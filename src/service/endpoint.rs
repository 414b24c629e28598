//! Per-resource request dispatcher.
//!
//! Every request walks `Resolved -> Validated -> Executed -> Serialized`. A failure in any state
//! ends the request there; nothing past validation runs unless the request is well formed, and the
//! adapter is called exactly once per logical operation.

use super::hooks::HookContext;
use super::validation::{RequestValidator, WriteKind};
use crate::backend::{BackendAdapter, Entity, Page, SearchCapability, UpdateMode};
use crate::config::{Operation, ResourceDescriptor};
use crate::error::AppError;
use crate::limits::RateLimiter;
use crate::query::{paginate, Projection, Query, Window};
use crate::response::{ApiResponse, ListEnvelope};
use axum::http::Method;
use serde_json::Value;
use std::sync::Arc;

pub const ANONYMOUS_CLIENT: &str = "anonymous";

/// Transport-neutral request: verb, optional path id, raw query pairs, JSON body.
#[derive(Clone, Debug)]
pub struct ApiRequest {
    pub method: Method,
    pub id: Option<String>,
    pub query: Vec<(String, String)>,
    pub body: Option<Value>,
    pub client: Option<String>,
}

impl ApiRequest {
    pub fn new(method: Method) -> Self {
        ApiRequest {
            method,
            id: None,
            query: Vec::new(),
            body: None,
            client: None,
        }
    }

    pub fn id(mut self, id: impl Into<String>) -> Self {
        self.id = Some(id.into());
        self
    }

    /// Add query pairs from a raw query string (`a=1&b=2`).
    pub fn query_string(mut self, raw: &str) -> Result<Self, AppError> {
        self.query.extend(crate::query::parse_query_string(Some(raw))?);
        Ok(self)
    }

    pub fn body(mut self, body: Value) -> Self {
        self.body = Some(body);
        self
    }

    pub fn client(mut self, client: impl Into<String>) -> Self {
        self.client = Some(client.into());
        self
    }
}

/// Map verb and id presence to an operation. `None` means no operation exists for the pair.
pub fn resolve_operation(method: &Method, has_id: bool) -> Option<(Operation, UpdateMode)> {
    match (method.as_str(), has_id) {
        ("GET", false) => Some((Operation::List, UpdateMode::Partial)),
        ("POST", false) => Some((Operation::Create, UpdateMode::Partial)),
        ("GET", true) => Some((Operation::Retrieve, UpdateMode::Partial)),
        ("PUT", true) => Some((Operation::Update, UpdateMode::Full)),
        ("PATCH", true) => Some((Operation::Update, UpdateMode::Partial)),
        ("DELETE", _) => Some((Operation::Delete, UpdateMode::Partial)),
        _ => None,
    }
}

struct Resolved {
    mode: UpdateMode,
    ctx: HookContext,
}

enum Validated {
    List(Query),
    Retrieve(Value),
    Create { items: Vec<Entity>, bulk: bool },
    Update { id: Value, fields: Entity, mode: UpdateMode },
    Delete(Value),
    DeleteMany(Vec<Value>),
}

enum Executed {
    Page { page: Page, window: Window },
    One(Entity),
    Created(Entity),
    CreatedMany(Vec<Entity>),
    Deleted,
}

pub struct Endpoint {
    resource: Arc<ResourceDescriptor>,
    adapter: Arc<dyn BackendAdapter>,
    limiter: Option<(Arc<dyn RateLimiter>, u32)>,
}

impl Endpoint {
    pub fn new(resource: ResourceDescriptor, adapter: Arc<dyn BackendAdapter>) -> Self {
        Endpoint {
            resource: Arc::new(resource),
            adapter,
            limiter: None,
        }
    }

    /// Throttle to `limit` requests per client per limiter window. Zero disables throttling.
    pub fn with_rate_limit(mut self, limiter: Arc<dyn RateLimiter>, limit: u32) -> Self {
        self.limiter = if limit == 0 { None } else { Some((limiter, limit)) };
        self
    }

    pub fn resource(&self) -> &ResourceDescriptor {
        &self.resource
    }

    pub fn adapter(&self) -> &Arc<dyn BackendAdapter> {
        &self.adapter
    }

    pub async fn handle(&self, req: ApiRequest) -> Result<ApiResponse, AppError> {
        let resolved = self.resolve(&req).await?;
        tracing::debug!(
            resource = %self.resource.name,
            operation = %resolved.ctx.operation,
            client = %resolved.ctx.client,
            "resolved"
        );
        let projection = Projection::compile(&req.query, &self.resource)?;
        let validated = self.validate(&resolved, req)?;
        let executed = self.execute(&resolved, validated).await?;
        self.serialize(executed, &projection)
    }

    async fn resolve(&self, req: &ApiRequest) -> Result<Resolved, AppError> {
        let resource = &*self.resource;
        let (operation, mode) = resolve_operation(&req.method, req.id.is_some())
            .filter(|(op, _)| resource.allows(*op))
            .ok_or_else(|| AppError::MethodNotAllowed(format!("{} on {}", req.method, resource.name)))?;

        let client = req.client.clone().unwrap_or_else(|| ANONYMOUS_CLIENT.to_string());
        if let Some((limiter, limit)) = &self.limiter {
            let key = format!("{}:{}", resource.name, client);
            if !limiter.check(&key, *limit).await {
                tracing::warn!(resource = %resource.name, client = %client, "rate limit exceeded");
                return Err(AppError::TooManyRequests);
            }
        }

        let id = req.id.as_deref().map(|raw| self.parse_id(raw)).transpose()?;
        let ctx = HookContext {
            resource: resource.name.clone(),
            operation,
            id,
            client,
        };
        resource.hooks.check_permission(&ctx)?;
        Ok(Resolved { mode, ctx })
    }

    fn parse_id(&self, raw: &str) -> Result<Value, AppError> {
        let pk = self.resource.id_field();
        pk.parse_query(raw)
            .map_err(|msg| AppError::field(pk.name.as_str(), format!("invalid id: {}", msg)))
    }

    /// Ids of a bulk delete body, typed like path ids. Duplicates collapse.
    fn body_ids(&self, body: &Value) -> Result<Vec<Value>, AppError> {
        let items = match body {
            Value::Array(items) if !items.is_empty() => items,
            _ => return Err(AppError::validation("bulk delete needs a non-empty JSON array of ids")),
        };
        let pk = self.resource.id_field();
        let mut ids: Vec<Value> = Vec::with_capacity(items.len());
        for (i, raw) in items.iter().enumerate() {
            let id = match raw {
                Value::String(s) => pk.parse_query(s),
                other => pk.coerce(other),
            }
            .map_err(|msg| AppError::field(pk.name.as_str(), format!("item {}: invalid id: {}", i, msg)))?;
            if !ids.contains(&id) {
                ids.push(id);
            }
        }
        Ok(ids)
    }

    fn validate(&self, resolved: &Resolved, req: ApiRequest) -> Result<Validated, AppError> {
        let resource = &*self.resource;
        let id = || resolved.ctx.id.clone().unwrap_or(Value::Null);
        Ok(match resolved.ctx.operation {
            Operation::List => {
                let query = Query::compile(&req.query, resource)?;
                let caps = self.adapter.capabilities();
                if query.search.is_some() && caps.search == SearchCapability::None {
                    return Err(AppError::UnsupportedOperation(format!(
                        "search is not supported by the {} backend",
                        self.adapter.name()
                    )));
                }
                if matches!(query.window, Window::Cursor { .. }) && !caps.cursor {
                    return Err(AppError::UnsupportedOperation(format!(
                        "cursor pagination is not supported by the {} backend",
                        self.adapter.name()
                    )));
                }
                Validated::List(query)
            }
            Operation::Retrieve => Validated::Retrieve(id()),
            Operation::Delete if resolved.ctx.id.is_some() => Validated::Delete(id()),
            Operation::Delete => {
                let body = req.body.ok_or_else(|| AppError::validation("bulk delete needs a JSON array of ids"))?;
                Validated::DeleteMany(self.body_ids(&body)?)
            }
            Operation::Create => {
                let body = req.body.ok_or_else(|| AppError::validation("request body is required"))?;
                let (items, bulk) = RequestValidator::validate_create(resource, &body)?;
                Validated::Create { items, bulk }
            }
            Operation::Update => {
                let body = req.body.ok_or_else(|| AppError::validation("request body is required"))?;
                let kind = match resolved.mode {
                    UpdateMode::Full => WriteKind::Replace,
                    UpdateMode::Partial => WriteKind::Merge,
                };
                Validated::Update {
                    id: id(),
                    fields: RequestValidator::validate(resource, &body, kind)?,
                    mode: resolved.mode,
                }
            }
        })
    }

    async fn execute(&self, resolved: &Resolved, validated: Validated) -> Result<Executed, AppError> {
        let resource = &*self.resource;
        let hooks = &resource.hooks;
        let ctx = &resolved.ctx;
        Ok(match validated {
            Validated::List(query) => {
                let page = self.adapter.list(resource, &query).await?;
                Executed::Page {
                    page,
                    window: query.window,
                }
            }
            Validated::Retrieve(id) => Executed::One(self.adapter.get(resource, &id).await?),
            Validated::Delete(id) => {
                self.adapter.delete(resource, &id).await?;
                Executed::Deleted
            }
            Validated::DeleteMany(ids) => {
                let removed = self.adapter.delete_many(resource, &ids).await?;
                if removed == 0 {
                    return Err(AppError::NotFound(format!("no {} matched the given ids", resource.name)));
                }
                tracing::debug!(resource = %resource.name, requested = ids.len(), removed, "bulk delete");
                Executed::Deleted
            }
            Validated::Create { mut items, bulk } => {
                for fields in items.iter_mut() {
                    hooks.run_pre_save(ctx, fields)?;
                }
                let mut created = Vec::with_capacity(items.len());
                for fields in items {
                    created.push(self.adapter.create(resource, fields).await?);
                }
                for entity in &created {
                    hooks.run_post_save(ctx, entity)?;
                }
                if bulk {
                    Executed::CreatedMany(created)
                } else {
                    let entity = created
                        .pop()
                        .ok_or_else(|| AppError::Backend(format!("create on {} returned nothing", resource.name)))?;
                    Executed::Created(entity)
                }
            }
            Validated::Update { id, mut fields, mode } => {
                hooks.run_pre_save(ctx, &mut fields)?;
                let entity = self.adapter.update(resource, &id, fields, mode).await?;
                hooks.run_post_save(ctx, &entity)?;
                Executed::One(entity)
            }
        })
    }

    fn serialize(&self, executed: Executed, projection: &Projection) -> Result<ApiResponse, AppError> {
        Ok(match executed {
            Executed::Page { page, window } => {
                let meta = paginate::format(&page, &window);
                let envelope = ListEnvelope {
                    items: page.items.iter().map(|e| self.to_wire(e, projection)).collect(),
                    total: meta.total,
                    next: meta.next.clone(),
                };
                let mut response = ApiResponse::ok(serde_json::to_value(envelope)?);
                response.headers = meta.headers();
                response
            }
            Executed::One(entity) => ApiResponse::ok(self.to_wire(&entity, projection)),
            Executed::Created(entity) => ApiResponse::created(self.to_wire(&entity, projection)),
            Executed::CreatedMany(entities) => ApiResponse::created(Value::Array(
                entities.iter().map(|e| self.to_wire(e, projection)).collect(),
            )),
            Executed::Deleted => ApiResponse::no_content(),
        })
    }

    /// Wire form of an entity: every projected field, in declaration order.
    fn to_wire(&self, entity: &Entity, projection: &Projection) -> Value {
        let mut out = serde_json::Map::new();
        for field in self.resource.fields.iter().filter(|f| projection.includes(&f.name)) {
            let value = entity.get(&field.name).unwrap_or(&Value::Null);
            out.insert(field.name.clone(), field.serialize(value));
        }
        Value::Object(out)
    }
}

__About this exercise__. Throughout the records above, find the lines in which the word "struct" appears and return them.

__Written answer__.
pub struct ApiRequest {
struct Resolved {
pub struct Endpoint {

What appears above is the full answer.